La vie juive m’a depuis toujours parue fascinante. Ses couleurs m‘interpellent, ses saveurs m’emportent vers des contrées imaginaires. Difficile de rester indifférent à cette culture débordante et trépidante. Je suis parti cet été à la découverte du judaïsme américain. 

C’est une fois de plus dans le cadre de mon travail – duquel vous ne m’entendrez jamais me plaindre – que je me suis rendu sur la côte est du géant tonton américain. C’est en qualité de « counselor » , de « mono », que j’ai exercé pendant près de 20 jours, menant un groupe de trente jeunes américains et israéliens confondus. Ces adolescents de seize ans ont été triés sur le volet pour faire partie de cette prestigieuse délégation chapeautée par l’agence juive et la fédération juive aux États Unis.  

Le programme était donc chargé et l’itinéraire rondement bien calculé pour que l’expérience (havaya– nom du programme en hébreu) soit la plus intense et la plus enrichissante possible. Je vous raconterais volontiers le programme dans ses détails car il était à bien des égards passionnant et rempli de rebondissements, mais je manquerais alors de vous parler de ce qui était pour moi l’événement-clef de tout ce voyage : ma rencontre avec la vie juive américaine.

Depuis trois cent cinquante ans, l’histoire de l’immigration des communautés juives aux États Unis est une succes story à l’hollywoodienne. Le juif a pour la première fois de l’histoire moderne réussi à trouver sa place, à être accueilli dans une société civile tout en étant traité d’égal à égal , comme nulle part ailleurs dans le monde et comme jamais en Europe dans laquelle il l’a habité mille ans durant.

Aujourd’hui la vie juive américaine est entremêlée dans l’immense melting-pot made in US avec sa spécificité jamais altérée, avec ses mélodies et son propre rythme que les ancêtres ont amenés directement du shtetl.

La communauté juive s’articule autour de ces fameux  » JCC » , Jewish Community Center, des centres communautaires débordants de vie et d’animation. Activités sportives en tout genre, cours de torah ou d’hébreu, école de théâtre, salon de lecture, chorale de chants religieux, tout ça dans un complexe moderne équipé de tout le confort et des facilités de notre temps mais par dessus tout : accessible à tous.

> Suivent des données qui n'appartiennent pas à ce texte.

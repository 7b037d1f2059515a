//! Email channel: delivered through the Resend HTTP API.

use async_trait::async_trait;
use substrack_core::config::{EmailCredentials, NotificationConfig};
use substrack_core::error::{Result, SubsTrackError};
use substrack_core::traits::NotifyChannel;
use substrack_core::types::{ChannelResult, ChannelValidation, NotificationOptions};

use crate::http::Reply;

pub const RESEND_API: &str = "https://api.resend.com";

/// Resend email channel.
pub struct EmailChannel {
    client: reqwest::Client,
    api_base: String,
}

impl EmailChannel {
    pub fn new(client: reqwest::Client) -> Self {
        Self { client, api_base: RESEND_API.into() }
    }

    pub fn with_api_base(mut self, api_base: impl Into<String>) -> Self {
        self.api_base = api_base.into().trim_end_matches('/').to_string();
        self
    }

    async fn deliver(
        &self,
        creds: &EmailCredentials,
        options: &NotificationOptions,
    ) -> Result<ChannelResult> {
        let (Some(api_key), Some(from), Some(to)) = (&creds.api_key, &creds.from, &creds.to) else {
            return Err(SubsTrackError::channel("email credentials incomplete"));
        };

        let sender = match &creds.from_name {
            Some(name) => format!("{name} <{from}>"),
            None => from.clone(),
        };
        let body = serde_json::json!({
            "from": sender,
            "to": [to],
            "subject": options.title,
            "html": render_html(&options.title, &options.content),
        });

        let response = self.client
            .post(format!("{}/emails", self.api_base))
            .bearer_auth(api_key)
            .json(&body)
            .send()
            .await
            .map_err(|e| SubsTrackError::Http(format!("Resend request failed: {e}")))?;
        let reply = Reply::read(response).await?;

        if !reply.status.is_success() {
            let error = reply.error_text("message");
            tracing::warn!(status = reply.status.as_u16(), "Email send failed: {error}");
            let result = ChannelResult::failed(self.name(), error);
            return Ok(match reply.json {
                Some(details) => result.with_details(details),
                None => result,
            });
        }

        let json = reply.require_json()?;
        tracing::info!("📧 Email sent: id={}", json["id"]);
        Ok(ChannelResult::sent(self.name()).with_details(json.clone()))
    }
}

#[async_trait]
impl NotifyChannel for EmailChannel {
    fn name(&self) -> &str { "email" }

    fn validate(&self, config: &NotificationConfig) -> ChannelValidation {
        ChannelValidation::require([
            ("RESEND_API_KEY", config.email.api_key.as_deref()),
            ("EMAIL_FROM", config.email.from.as_deref()),
            ("EMAIL_TO", config.email.to.as_deref()),
        ])
    }

    async fn send(&self, options: &NotificationOptions, config: &NotificationConfig) -> ChannelResult {
        let validation = self.validate(config);
        if !validation.is_valid {
            return ChannelResult::missing_config(self.name(), &validation);
        }

        match self.deliver(&config.email, options).await {
            Ok(result) => result,
            Err(e) => {
                tracing::error!("Email send error: {e}");
                ChannelResult::failed(self.name(), e.to_string())
            }
        }
    }
}

fn render_html(title: &str, content: &str) -> String {
    format!(
        concat!(
            r#"<div style="font-family: sans-serif; line-height: 1.6;">"#,
            r#"<h2 style="color: #333;">{}</h2>"#,
            r#"<p style="color: #666;">{}</p>"#,
            r#"<hr style="margin: 20px 0; border: none; border-top: 1px solid #eee;">"#,
            r#"<p style="color: #999; font-size: 12px;">Sent by SubsTrack</p>"#,
            "</div>"
        ),
        escape_html(title),
        escape_html(content).replace('\n', "<br>"),
    )
}

fn escape_html(raw: &str) -> String {
    raw.replace('&', "&amp;")
        .replace('<', "&lt;")
        .replace('>', "&gt;")
        .replace('"', "&quot;")
}

#[cfg(test)]
mod tests {
    use super::*;
    use wiremock::matchers::{body_partial_json, header, method, path};
    use wiremock::{Mock, MockServer, ResponseTemplate};

    fn config(from_name: Option<&str>) -> NotificationConfig {
        let mut config = NotificationConfig::default();
        config.email.api_key = Some("re_test".into());
        config.email.from = Some("noreply@example.com".into());
        config.email.from_name = from_name.map(String::from);
        config.email.to = Some("me@example.com".into());
        config
    }

    #[test]
    fn test_render_html_escapes_and_breaks_lines() {
        let html = render_html("A & B", "line1\n<script>");
        assert!(html.contains("<h2 style=\"color: #333;\">A &amp; B</h2>"));
        assert!(html.contains("line1<br>&lt;script&gt;"));
    }

    #[test]
    fn test_validate() {
        let channel = EmailChannel::new(reqwest::Client::new());
        let v = channel.validate(&NotificationConfig::default());
        assert_eq!(v.missing_fields, vec!["RESEND_API_KEY", "EMAIL_FROM", "EMAIL_TO"]);
        assert!(channel.validate(&config(None)).is_valid);
    }

    #[tokio::test]
    async fn test_send_success_with_display_name() {
        let server = MockServer::start().await;
        Mock::given(method("POST"))
            .and(path("/emails"))
            .and(header("authorization", "Bearer re_test"))
            .and(body_partial_json(serde_json::json!({
                "from": "SubsTrack <noreply@example.com>",
                "to": ["me@example.com"],
                "subject": "Expiring",
            })))
            .respond_with(ResponseTemplate::new(200).set_body_json(serde_json::json!({"id": "em_1"})))
            .expect(1)
            .mount(&server)
            .await;

        let channel = EmailChannel::new(reqwest::Client::new()).with_api_base(server.uri());
        let result = channel
            .send(&NotificationOptions::new("Expiring", "soon"), &config(Some("SubsTrack")))
            .await;
        assert!(result.success, "{result:?}");
        assert_eq!(result.details.unwrap()["id"], "em_1");
    }

    #[tokio::test]
    async fn test_send_rejected() {
        let server = MockServer::start().await;
        Mock::given(method("POST"))
            .respond_with(ResponseTemplate::new(422).set_body_json(serde_json::json!({
                "statusCode": 422,
                "message": "Invalid `to` field"
            })))
            .mount(&server)
            .await;

        let channel = EmailChannel::new(reqwest::Client::new()).with_api_base(server.uri());
        let result = channel.send(&NotificationOptions::new("t", "c"), &config(None)).await;
        assert!(!result.success);
        assert_eq!(result.error.as_deref(), Some("Invalid `to` field"));
        assert_eq!(result.details.unwrap()["statusCode"], 422);
    }
}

Si je devais résumer la force du judaïsme américain en un mot c’est son accessibilité que je mettrai en avant. Ce judaïsme est vivant, en mouvement, en pleine réflexion, en perpétuel développement. Il se pose des questions, consulte les autres, ne vit pas reclus ni replié, il a la tête haute, il est décomplexé.

J’aime  voir des juifs décomplexés, entre mes frères menacés d’Europe et mes compatriotes israéliens en train de se dévorer de l’intérieur, j’ai eu la chance de pouvoir m’oxygéner en me remplissant la tête et les poumons d’air pur, un air d’ouverture, de pluralisme, de dialogue.

Une critique récurrente que nous entendons souvent est le criant problème de l’assimilation qui frappe les juifs américains. En effet une partie importante des jeunes juifs et juives ne se marient pas au sein de la communauté. Je ne pense pas que les mariages mixtes soient une menaces pour leur survie, le challenge sera l’éducation des enfants, de savoir si ils fêteront hanoukka ou ‘christmas’ … ou peut être même les deux, cela peut être une solution.

Si l’enfant est éduqué dans l’amour de ses parents et le respect de la tradition juive, il décidera par la suite d’embrasser notre héritage et le transmettra tout naturellement. Ne laissons jamais personne nous faire croire qu’en nous  recroquevillant nous allons mieux garantir notre pérennité, nous la garantirons quand nous serons prêts à ouvrir nos livres sacrés, à étudier leurs enseignements et à les partager avec les peuples qui nous entourent.

Merci à mon tonton américain pour m’avoir éclairé de ton phare lumineux de torah, de joie et de tolérance.